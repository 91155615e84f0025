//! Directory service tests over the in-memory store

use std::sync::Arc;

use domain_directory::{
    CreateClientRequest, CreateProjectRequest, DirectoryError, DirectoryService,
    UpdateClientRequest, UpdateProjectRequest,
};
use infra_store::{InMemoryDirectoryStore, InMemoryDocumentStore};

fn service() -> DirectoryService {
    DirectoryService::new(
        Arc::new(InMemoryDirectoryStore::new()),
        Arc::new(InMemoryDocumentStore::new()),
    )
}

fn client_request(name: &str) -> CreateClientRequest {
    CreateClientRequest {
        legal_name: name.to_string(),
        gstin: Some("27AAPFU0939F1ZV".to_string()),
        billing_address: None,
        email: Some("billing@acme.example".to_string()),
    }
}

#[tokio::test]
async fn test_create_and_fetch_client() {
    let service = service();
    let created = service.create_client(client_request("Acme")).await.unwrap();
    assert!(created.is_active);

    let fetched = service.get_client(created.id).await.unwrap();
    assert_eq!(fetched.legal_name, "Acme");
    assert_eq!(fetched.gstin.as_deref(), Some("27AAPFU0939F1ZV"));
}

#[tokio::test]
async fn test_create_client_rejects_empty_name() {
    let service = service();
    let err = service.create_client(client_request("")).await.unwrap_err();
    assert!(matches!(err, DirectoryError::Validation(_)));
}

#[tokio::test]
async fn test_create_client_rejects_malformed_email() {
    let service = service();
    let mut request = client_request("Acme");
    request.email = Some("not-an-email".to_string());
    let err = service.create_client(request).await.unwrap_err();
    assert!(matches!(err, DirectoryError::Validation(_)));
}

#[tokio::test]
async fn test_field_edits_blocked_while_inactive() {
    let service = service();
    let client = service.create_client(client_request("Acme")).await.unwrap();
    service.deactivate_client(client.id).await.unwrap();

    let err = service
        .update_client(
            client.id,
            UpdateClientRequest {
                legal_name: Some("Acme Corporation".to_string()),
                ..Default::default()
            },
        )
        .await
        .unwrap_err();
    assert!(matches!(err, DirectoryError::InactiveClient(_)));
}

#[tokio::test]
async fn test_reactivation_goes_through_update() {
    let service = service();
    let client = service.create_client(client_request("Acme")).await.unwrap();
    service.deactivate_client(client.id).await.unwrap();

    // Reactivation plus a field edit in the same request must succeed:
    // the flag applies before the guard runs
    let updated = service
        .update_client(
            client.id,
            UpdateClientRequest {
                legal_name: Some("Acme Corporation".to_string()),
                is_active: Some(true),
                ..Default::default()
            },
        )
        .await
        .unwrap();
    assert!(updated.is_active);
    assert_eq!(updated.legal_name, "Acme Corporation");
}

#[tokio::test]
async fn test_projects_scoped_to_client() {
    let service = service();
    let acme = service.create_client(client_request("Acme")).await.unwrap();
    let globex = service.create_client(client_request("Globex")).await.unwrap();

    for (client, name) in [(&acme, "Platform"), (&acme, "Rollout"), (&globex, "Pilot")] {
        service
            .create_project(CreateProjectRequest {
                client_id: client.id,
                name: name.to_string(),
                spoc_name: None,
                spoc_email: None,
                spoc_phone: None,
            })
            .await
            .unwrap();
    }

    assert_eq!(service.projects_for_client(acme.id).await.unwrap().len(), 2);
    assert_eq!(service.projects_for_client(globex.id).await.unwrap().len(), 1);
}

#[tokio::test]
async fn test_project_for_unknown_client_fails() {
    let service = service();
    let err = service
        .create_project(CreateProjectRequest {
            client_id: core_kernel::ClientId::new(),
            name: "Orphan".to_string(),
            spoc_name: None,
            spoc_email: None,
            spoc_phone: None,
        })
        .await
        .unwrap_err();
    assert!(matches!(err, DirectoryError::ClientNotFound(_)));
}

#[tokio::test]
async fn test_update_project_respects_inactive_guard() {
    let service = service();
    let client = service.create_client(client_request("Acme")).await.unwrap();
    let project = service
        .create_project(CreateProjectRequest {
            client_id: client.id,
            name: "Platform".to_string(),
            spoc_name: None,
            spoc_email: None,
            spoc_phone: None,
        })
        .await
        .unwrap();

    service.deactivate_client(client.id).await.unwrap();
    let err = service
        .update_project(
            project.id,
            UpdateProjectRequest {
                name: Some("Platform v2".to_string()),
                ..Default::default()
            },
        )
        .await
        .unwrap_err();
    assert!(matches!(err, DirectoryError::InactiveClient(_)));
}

-.-.-

## Problem to work on
Where a line of the data above includes the string "DirectoryService", pull it out.

## Solved exercise
    CreateClientRequest, CreateProjectRequest, DirectoryError, DirectoryService,
fn service() -> DirectoryService {
    DirectoryService::new(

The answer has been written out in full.